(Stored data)
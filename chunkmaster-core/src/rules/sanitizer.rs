use super::engine::{PartContext, PartDraft, PartRule};
use super::fragment_ops::{detach_with_blank_ancestors, root_fragment, tidy};
use super::labels::{block_lines, clean_value, contains_ci, line_text, LabelSet};
use crate::config::EngineConfig;
use crate::error::RestructureError;
use crate::tree::{normalize_whitespace, DocTree, MarkupFragment, MarkupTree, MarkupTreeMut, NodeId, NodeKind};

/// What the sanitizer needs to know about the part being cleaned.
pub struct SanitizeContext<'a> {
    pub part_title: &'a str,
    pub document_title: &'a str,
    pub is_first_part: bool,
    /// Values already extracted from label lines (objective, reflection, ...)
    pub extracted: Vec<&'a str>,
}

/// Strips consumed label fragments from a part span, leaving the content
/// that is displayed as the part body.
pub struct ContentSanitizer {
    field_labels: Vec<LabelSet>,
    concept_labels: LabelSet,
    intro_keywords: Vec<String>,
}

impl ContentSanitizer {
    pub fn new(config: &EngineConfig) -> Self {
        let fields = &config.fields;
        Self {
            field_labels: vec![
                LabelSet::new(&fields.objective.labels),
                LabelSet::new(&fields.concepts.labels),
                LabelSet::new(&fields.reflection.labels),
                LabelSet::new(&fields.instruction.labels),
            ],
            concept_labels: LabelSet::new(&fields.concepts.labels),
            intro_keywords: config.segmentation.intro_keywords.clone(),
        }
    }

    pub fn sanitize(&self, source: &dyn MarkupTree, roots: &[NodeId], ctx: &SanitizeContext) -> MarkupFragment {
        let mut tree = DocTree::from_subtrees(source, roots);
        self.drop_title_heading(&mut tree, ctx.part_title);
        if ctx.is_first_part {
            self.drop_document_preamble(&mut tree, ctx.document_title);
        }
        self.drop_concept_paragraphs(&mut tree);
        self.drop_label_runs(&mut tree, &ctx.extracted);
        self.drop_plain_label_lines(&mut tree, &ctx.extracted);
        tidy(&mut tree);
        root_fragment(&tree)
    }

    fn drop_title_heading(&self, tree: &mut DocTree, part_title: &str) {
        let root = tree.root();
        let first_heading = tree
            .children(root)
            .iter()
            .copied()
            .find(|&id| tree.kind(id).is_heading());
        if let Some(heading) = first_heading {
            if same_text(&tree.normalized_text(heading), part_title) {
                tree.detach(heading);
            }
        }
    }

    /// The first part must not repeat the document title or the
    /// introduction sections.
    fn drop_document_preamble(&self, tree: &mut DocTree, document_title: &str) {
        let root = tree.root();
        let mut dropping: Option<u8> = None;
        for id in tree.children(root).to_vec() {
            let level = tree.kind(id).heading_level();
            if let (Some(section_level), Some(level)) = (dropping, level) {
                if level <= section_level {
                    dropping = None;
                }
            }
            if let Some(level) = level {
                let text = tree.normalized_text(id);
                if same_text(&text, document_title) {
                    tree.detach(id);
                    continue;
                }
                if self.intro_keywords.iter().any(|k| contains_ci(&text, k)) {
                    dropping = Some(level);
                }
            }
            if dropping.is_some() {
                tree.detach(id);
            }
        }
    }

    fn drop_concept_paragraphs(&self, tree: &mut DocTree) {
        let root = tree.root();
        for id in tree.descendants(root) {
            if matches!(tree.kind(id), NodeKind::Paragraph)
                && is_attached(tree, id)
                && self.concept_labels.contains(&tree.normalized_text(id))
            {
                detach_with_blank_ancestors(tree, id);
            }
        }
    }

    /// Remove bold/emphasis runs that carry a field label. When the rest of
    /// the run's line is a value that was already extracted, it goes too.
    fn drop_label_runs(&self, tree: &mut DocTree, extracted: &[&str]) {
        let root = tree.root();
        for run in tree.descendants(root) {
            if !tree.kind(run).is_run() || !is_attached(tree, run) {
                continue;
            }
            let text = tree.normalized_text(run);
            let is_label = self
                .field_labels
                .iter()
                .any(|labels| labels.iter().any(|label| label.starts_run(&text)));
            if !is_label {
                continue;
            }

            let trailing: Vec<NodeId> = tree
                .following_siblings(run)
                .into_iter()
                .take_while(|&id| !tree.kind(id).is_line_break() && !tree.kind(id).is_block())
                .collect();
            let trailing_value = clean_value(&line_text(tree, &trailing));
            let inside_value = text.split_once(':').map(|(_, v)| clean_value(v)).unwrap_or_default();
            let consumed = |value: &str| {
                !value.is_empty() && extracted.iter().any(|e| same_text(e, value))
            };

            if consumed(&trailing_value) {
                let line_break = trailing
                    .last()
                    .and_then(|&last| tree.next_sibling(last))
                    .or_else(|| tree.next_sibling(run))
                    .filter(|&id| tree.kind(id).is_line_break());
                for id in trailing {
                    tree.detach(id);
                }
                if let Some(line_break) = line_break {
                    tree.detach(line_break);
                }
            } else if !inside_value.is_empty() && !consumed(&inside_value) {
                // The run holds more than the label; keep it.
                continue;
            }
            detach_with_blank_ancestors(tree, run);
        }
    }

    /// Remove unformatted label lines ("Objetivo: aprender") whose value was
    /// already extracted, then the paragraph if nothing else is left.
    fn drop_plain_label_lines(&self, tree: &mut DocTree, extracted: &[&str]) {
        let root = tree.root();
        for block in tree.descendants(root) {
            if !matches!(tree.kind(block), NodeKind::Paragraph) || !is_attached(tree, block) {
                continue;
            }
            for line in block_lines(tree, block) {
                let text = line_text(tree, &line);
                let value = self.field_labels.iter().find_map(|labels| {
                    let (_, (start, end)) = labels.find(&text)?;
                    text[..start].trim().is_empty().then(|| clean_value(&text[end..]))
                });
                let consumed = value.is_some_and(|value| {
                    !value.is_empty() && extracted.iter().any(|e| same_text(e, &value))
                });
                if !consumed {
                    continue;
                }

                let line_break = line
                    .last()
                    .and_then(|&last| tree.next_sibling(last))
                    .or_else(|| line.first().and_then(|&first| tree.prev_sibling(first)))
                    .filter(|&id| tree.kind(id).is_line_break());
                for id in line {
                    tree.detach(id);
                }
                if let Some(line_break) = line_break {
                    tree.detach(line_break);
                }
            }
            if is_attached(tree, block) && tree.is_blank(block) {
                detach_with_blank_ancestors(tree, block);
            }
        }
    }
}

fn same_text(a: &str, b: &str) -> bool {
    let a = normalize_whitespace(a).to_lowercase();
    let b = normalize_whitespace(b).to_lowercase();
    a.trim_end_matches(['.', ':']) == b.trim_end_matches(['.', ':'])
}

fn is_attached(tree: &DocTree, id: NodeId) -> bool {
    id == tree.root() || tree.is_ancestor_of(tree.root(), id)
}

impl PartRule for ContentSanitizer {
    fn apply(&self, ctx: &PartContext, draft: &mut PartDraft) -> Result<(), RestructureError> {
        let extracted: Vec<&str> = draft
            .fields
            .iter()
            .flat_map(|f| [&f.objective, &f.reflection, &f.instruction_prompt])
            .filter_map(|value| value.as_deref())
            .collect();
        let body = self.sanitize(
            ctx.tree,
            ctx.roots,
            &SanitizeContext {
                part_title: ctx.part_title,
                document_title: ctx.document_title,
                is_first_part: ctx.index == 0,
                extracted,
            },
        );
        draft.body = Some(body);
        Ok(())
    }

    fn name(&self) -> &str {
        "ContentSanitizer"
    }
}

#[cfg(test)]
mod tests {
    use super::*;

    fn labelled(tree: &mut DocTree, label: &str, value: &str) -> NodeId {
        let root = tree.root();
        let p = tree.element(root, NodeKind::Paragraph);
        let strong = tree.element(p, NodeKind::Strong);
        tree.text(strong, label);
        tree.text(p, value);
        p
    }

    fn sanitize(tree: &DocTree, extracted: Vec<&str>, first: bool) -> MarkupFragment {
        let sanitizer = ContentSanitizer::new(&EngineConfig::default());
        let ctx = SanitizeContext {
            part_title: "Parte 1: Base",
            document_title: "Guia",
            is_first_part: first,
            extracted,
        };
        sanitizer.sanitize(tree, tree.children(tree.root()), &ctx)
    }

    #[test]
    fn test_strips_heading_and_consumed_labels() {
        let mut tree = DocTree::new();
        let root = tree.root();
        let h = tree.element(root, NodeKind::Heading(2));
        tree.text(h, "Parte 1: Base");
        labelled(&mut tree, "Objetivo:", " entender a base");
        labelled(&mut tree, "Conceitos-chave:", " A, B");
        let p = tree.element(root, NodeKind::Paragraph);
        tree.text(p, "Texto que fica.");
        let body = sanitize(&tree, vec!["entender a base"], false);
        assert_eq!(body.plain_text(), "Texto que fica.");
    }

    #[test]
    fn test_keeps_unconsumed_text_after_label() {
        let mut tree = DocTree::new();
        labelled(&mut tree, "Pergunta de Reflexão:", " por quê?");
        let body = sanitize(&tree, vec![], false);
        assert_eq!(body.plain_text(), "por quê?");
    }

    #[test]
    fn test_strips_plain_text_label_lines() {
        let mut tree = DocTree::new();
        let root = tree.root();
        let p = tree.element(root, NodeKind::Paragraph);
        tree.text(p, "Objetivo: aprender");
        tree.element(p, NodeKind::SoftBreak);
        tree.text(p, "Pergunta de Reflexão: por quê?");
        let p = tree.element(root, NodeKind::Paragraph);
        tree.text(p, "Texto.");
        let body = sanitize(&tree, vec!["aprender", "por quê?"], false);
        assert_eq!(body.plain_text(), "Texto.");
    }

    #[test]
    fn test_keeps_plain_label_line_with_other_value() {
        let mut tree = DocTree::new();
        let root = tree.root();
        let p = tree.element(root, NodeKind::Paragraph);
        tree.text(p, "Objetivo: outra coisa");
        tree.element(p, NodeKind::SoftBreak);
        tree.text(p, "Pergunta de Reflexão: por quê?");
        let body = sanitize(&tree, vec!["por quê?"], false);
        assert_eq!(body.plain_text(), "Objetivo: outra coisa");
    }

    #[test]
    fn test_first_part_drops_intro_sections() {
        let mut tree = DocTree::new();
        let root = tree.root();
        let h = tree.element(root, NodeKind::Heading(2));
        tree.text(h, "Contextualização");
        let p = tree.element(root, NodeKind::Paragraph);
        tree.text(p, "contexto");
        let h = tree.element(root, NodeKind::Heading(2));
        tree.text(h, "Conteúdo");
        let body = sanitize(&tree, vec![], true);
        assert_eq!(body.plain_text(), "Conteúdo");
    }
}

▸ BRIEF
For the word "entender", find every line in the data that holds it and copy that line.

▸ OUTPUT
        labelled(&mut tree, "Objetivo:", " entender a base");
        let body = sanitize(&tree, vec!["entender a base"], false);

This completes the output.